A singular piedade deste grande servo de Deus inspirou-lhe o desejo de colocar em prática, na sua cidade de Lisboa, o que o Marquês de Tarifa tinha começado em Sevilha, celebrando os Passos de Jesus Cristo em sua Paixão sagrada, imitando os passos que Ele mesmo tinha dado com a Sua Cruz até ao Calvário.
Inicialmente, juntamente com os seus companheiros, como frequentador da Igreja de São Roque dos padres da Companhia de Jesus, comunicou a intenção de ali fundar uma confraria de devoção à santa Cruz de Cristo mas este projecto foi-lhe negado evocando indisponibilidade de espaço. No entanto foi-lhe indicado o Convento da Ordem de Santo Agostinho como uma possibilidade e assim se fundou a Irmandade ou Confraria da Santa e Vera Cruz, inicialmente numa capela no claustro do convento da Graça em 1586.
Empregou nesta sua empresa todas as diligências, com muito trabalho e despesa sua.
Luís Álvares de Andrade comprou a um escultor italiano de passagem por Lisboa uma magnífica cabeça de Cristo para a qual mandou fazer um corpo de vestir.
Teve o beneplácito do Arcebispo de Lisboa, D. Miguel de Castro, que o pôs como principal instituidor da procissão no ano de 1587, um ano após a fundação, e contava já com uma bula em 1586.
Muitas foram as Graças e indulgências posteriormente concedidas quer por Sumo Pontífices quer por Padres da Igreja. O próprio Arcebispo muito se empenhou nesta obra da instituição. Tanto que chegou a percorrer as ruas do itinerário da procissão com Luís Alvares para melhor decidir onde colocar cada estação dos Passos. Nessa ocasião, o Arcebispo comentou com a comunidade de religiosos agostinhos “Espero em Deus que desta santa obra resultará a Luís Alvares grande glória na outra vida, aos fiéis cristãos não menos proveito espiritual nesta.”
A verdade é que ainda hoje, passados mais de quatro séculos, se faz a procissão dos Passos que, a seu exemplo, rapidamente se estendeu a todo o reino.
Outra particularidade deste grande homem foi a sua devoção às almas do purgatório. De referir que foi no Concilio de Trento (1545-1563) que o purgatório teve um impulsionamento considerável, como resposta da contra reforma.
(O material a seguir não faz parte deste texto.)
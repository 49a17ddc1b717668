//! Scene configuration.
//!
//! Every value the scene controller hard-wires at start-up lives here with
//! its default, so a deployment can override it from a TOML file without
//! touching code. Missing keys fall back to the defaults.
//!
//! # Example
//!
//! ```
//! use stage_core::SceneConfig;
//!
//! let config = SceneConfig::from_toml_str(
//!     r#"
//!     [camera]
//!     fov_degrees = 45.0
//!     "#,
//! )
//! .unwrap();
//!
//! assert_eq!(config.camera.fov_degrees, 45.0);
//! assert_eq!(config.camera.far, 10000.0);
//! ```

use std::path::Path;

use glam::Vec3;
use serde::Deserialize;

use crate::{Error, Result};

/// Top-level configuration consumed by `SceneController::initialize`.
#[derive(Clone, Debug, Default, Deserialize, PartialEq)]
#[serde(default)]
pub struct SceneConfig {
    pub camera: CameraConfig,
    pub raster: RasterConfig,
    pub lights: LightsConfig,
    pub controls: ControlsConfig,
    pub background: BackgroundConfig,
}

/// Perspective camera parameters.
#[derive(Clone, Debug, Deserialize, PartialEq)]
#[serde(default)]
pub struct CameraConfig {
    /// Vertical field of view in degrees
    pub fov_degrees: f32,
    pub near: f32,
    pub far: f32,
    /// Initial camera position
    pub position: [f32; 3],
    /// Point the camera initially looks at
    pub look_at: [f32; 3],
}

impl Default for CameraConfig {
    fn default() -> Self {
        Self {
            fov_degrees: 30.0,
            near: 1.0,
            far: 10000.0,
            position: [0.0; 3],
            look_at: [0.0; 3],
        }
    }
}

/// Options for the raster surface.
#[derive(Clone, Debug, Deserialize, PartialEq)]
#[serde(default)]
pub struct RasterConfig {
    pub antialias: bool,
    /// Logarithmic depth avoids z-fighting with a 10000:1 far/near ratio.
    pub logarithmic_depth: bool,
    pub shadow_map: bool,
    /// Shadow map edge length in texels
    pub shadow_map_size: u32,
}

impl Default for RasterConfig {
    fn default() -> Self {
        Self {
            antialias: true,
            logarithmic_depth: true,
            shadow_map: true,
            shadow_map_size: 512,
        }
    }
}

/// Ambient and directional light defaults.
#[derive(Clone, Debug, Deserialize, PartialEq)]
#[serde(default)]
pub struct LightsConfig {
    /// Ambient colour as 0xRRGGBB
    pub ambient_color: u32,
    pub ambient_intensity: f32,
    /// Directional colour as 0xRRGGBB
    pub directional_color: u32,
    pub directional_intensity: f32,
    pub directional_position: [f32; 3],
    pub directional_cast_shadow: bool,
    /// Name used to look the directional light up later
    pub directional_name: String,
}

impl Default for LightsConfig {
    fn default() -> Self {
        Self {
            ambient_color: 0xdfebff,
            ambient_intensity: 0.3,
            directional_color: 0xffffff,
            directional_intensity: 1.0,
            directional_position: [0.0, 5000.0, 5000.0],
            directional_cast_shadow: true,
            directional_name: "basisDirectionalLight".to_string(),
        }
    }
}

/// Orbit controller tuning.
#[derive(Clone, Debug, Deserialize, PartialEq)]
#[serde(default)]
pub struct ControlsConfig {
    /// Orbit target
    pub target: [f32; 3],
    pub rotate_speed: f32,
    pub zoom_speed: f32,
    pub pan_speed: f32,
    pub min_distance: f32,
    pub max_distance: f32,
    pub enable_damping: bool,
    pub damping_factor: f32,
}

impl Default for ControlsConfig {
    fn default() -> Self {
        Self {
            target: [0.0; 3],
            rotate_speed: 1.0,
            zoom_speed: 1.0,
            pan_speed: 1.0,
            min_distance: 0.0,
            max_distance: f32::INFINITY,
            enable_damping: false,
            damping_factor: 0.05,
        }
    }
}

/// Clear colour and optional linear fog.
#[derive(Clone, Debug, Deserialize, PartialEq)]
#[serde(default)]
pub struct BackgroundConfig {
    /// Clear colour as 0xRRGGBB
    pub color: u32,
    pub fog: Option<FogConfig>,
}

impl Default for BackgroundConfig {
    fn default() -> Self {
        Self {
            color: 0x000000,
            fog: None,
        }
    }
}

/// Linear fog between `near` and `far`.
#[derive(Clone, Debug, Deserialize, PartialEq)]
pub struct FogConfig {
    pub color: u32,
    pub near: f32,
    pub far: f32,
}

impl SceneConfig {
    /// Parse a configuration from TOML text and validate it.
    pub fn from_toml_str(text: &str) -> Result<Self> {
        let config: SceneConfig = toml::from_str(text)?;
        config.validate()?;
        Ok(config)
    }

    /// Load and validate a configuration file.
    pub fn load(path: &Path) -> Result<Self> {
        let text = std::fs::read_to_string(path)?;
        let config = Self::from_toml_str(&text)?;
        tracing::info!("Loaded scene config from {}", path.display());
        Ok(config)
    }

    /// Check the constraints the camera and controls rely on.
    pub fn validate(&self) -> Result<()> {
        let camera = &self.camera;
        if !(camera.fov_degrees.is_finite() && camera.fov_degrees > 0.0 && camera.fov_degrees < 180.0)
        {
            return Err(Error::Config(format!(
                "camera.fov_degrees must be in (0, 180), got {}",
                camera.fov_degrees
            )));
        }
        if !(camera.near.is_finite() && camera.far.is_finite() && camera.near > 0.0) {
            return Err(Error::Config(format!(
                "camera near/far must be finite with near > 0, got {}/{}",
                camera.near, camera.far
            )));
        }
        if camera.near >= camera.far {
            return Err(Error::Config(format!(
                "camera.near ({}) must be less than camera.far ({})",
                camera.near, camera.far
            )));
        }
        if camera
            .position
            .iter()
            .chain(camera.look_at.iter())
            .any(|v| !v.is_finite())
        {
            return Err(Error::Config("camera position and look_at must be finite".into()));
        }
        if self.raster.shadow_map_size == 0 {
            return Err(Error::Config("raster.shadow_map_size must be non-zero".into()));
        }

        let controls = &self.controls;
        if controls.min_distance < 0.0 || controls.min_distance > controls.max_distance {
            return Err(Error::Config(format!(
                "controls distance range [{}, {}] is invalid",
                controls.min_distance, controls.max_distance
            )));
        }
        if !(0.0..=1.0).contains(&controls.damping_factor) {
            return Err(Error::Config(format!(
                "controls.damping_factor must be in [0, 1], got {}",
                controls.damping_factor
            )));
        }
        if let Some(fog) = &self.background.fog
            && fog.near > fog.far
        {
            return Err(Error::Config(format!(
                "fog near ({}) must not exceed far ({})",
                fog.near, fog.far
            )));
        }
        Ok(())
    }
}

/// Convert a 0xRRGGBB colour into linear-agnostic RGB floats in [0, 1].
pub fn hex_to_rgb(hex: u32) -> Vec3 {
    let r = ((hex >> 16) & 0xff) as f32 / 255.0;
    let g = ((hex >> 8) & 0xff) as f32 / 255.0;
    let b = (hex & 0xff) as f32 / 255.0;
    Vec3::new(r, g, b)
}

#[cfg(test)]
mod tests {
    use super::*;

    #[test]
    fn test_defaults_match_scene_setup() {
        let config = SceneConfig::default();
        assert_eq!(config.camera.fov_degrees, 30.0);
        assert_eq!(config.camera.near, 1.0);
        assert_eq!(config.camera.far, 10000.0);
        assert!(config.raster.antialias);
        assert!(config.raster.logarithmic_depth);
        assert!(config.raster.shadow_map);
        assert_eq!(config.lights.ambient_color, 0xdfebff);
        assert_eq!(config.lights.ambient_intensity, 0.3);
        assert_eq!(config.lights.directional_position, [0.0, 5000.0, 5000.0]);
        assert_eq!(config.lights.directional_name, "basisDirectionalLight");
        assert!(config.validate().is_ok());
    }

    #[test]
    fn test_empty_toml_is_default() {
        let config = SceneConfig::from_toml_str("").unwrap();
        assert_eq!(config, SceneConfig::default());
    }

    #[test]
    fn test_partial_override() {
        let config = SceneConfig::from_toml_str(
            r#"
            [raster]
            antialias = false

            [background]
            color = 0x102030
            fog = { color = 0xcce0ff, near = 500.0, far = 10000.0 }
            "#,
        )
        .unwrap();
        assert!(!config.raster.antialias);
        assert!(config.raster.logarithmic_depth);
        assert_eq!(config.background.color, 0x102030);
        assert_eq!(config.background.fog.unwrap().near, 500.0);
    }

    #[test]
    fn test_near_must_be_below_far() {
        let result = SceneConfig::from_toml_str(
            r#"
            [camera]
            near = 100.0
            far = 10.0
            "#,
        );
        assert!(matches!(result, Err(Error::Config(_))));
    }

    #[test]
    fn test_bad_fov_rejected() {
        let mut config = SceneConfig::default();
        config.camera.fov_degrees = 0.0;
        assert!(config.validate().is_err());
        config.camera.fov_degrees = f32::NAN;
        assert!(config.validate().is_err());
    }

    #[test]
    fn test_malformed_toml() {
        let result = SceneConfig::from_toml_str("[camera\nfov = ");
        assert!(matches!(result, Err(Error::ConfigParse(_))));
    }

    #[test]
    fn test_missing_file() {
        let result = SceneConfig::load(Path::new("/definitely/not/here.toml"));
        assert!(matches!(result, Err(Error::Io(_))));
    }

    #[test]
    fn test_hex_to_rgb() {
        assert_eq!(hex_to_rgb(0xffffff), Vec3::ONE);
        assert_eq!(hex_to_rgb(0x000000), Vec3::ZERO);
        let c = hex_to_rgb(0xdfebff);
        assert!((c.x - 223.0 / 255.0).abs() < 1e-6);
        assert!((c.y - 235.0 / 255.0).abs() < 1e-6);
        assert_eq!(c.z, 1.0);
    }
}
Luís Alvares de Andrade aderiu de tal forma a esta devoção que era sua intenção esvaziar o purgatório pelo que mandou imprimir, à sua custa, mais de vinte mil papéis com a oração do Santo Sudário e Indulgência do Papa Clemente VII que fez distribuir por todo o reino, e fora dele, além da pintura de inúmeras placas a óleo com a representação das almas em chamas e com a legenda “Irmãos lembrai-vos das almas que estão no Purgatório hum Pater Noster e Avé Maria” que colocava nas portas das igrejas, pontes, cruzamentos, praças e demais lugares públicos desde Lisboa até ao Minho. Deve-se a ele a ainda existente devoção popular das Alminhas, tal foi a fervorosa e empenhada pastoral deste leigo filho de Deus.
Morreu na cidade de Lisboa a 3 de Abril de 1631 com cerca de oitenta e um anos. Jaz enterrado no Cruzeiro de São Roque.
A prova de santidade deste humilde mas grande homem é a forma quase despercebida como desempenhou a sua missão, tão importante na história da Igreja em Portugal e no entanto tão desconhecida do cidadão comum.
Os santos são acima de tudo exemplos de vida.
A nossa gratidão a este grande e santo homem pelo legado que nos deixou.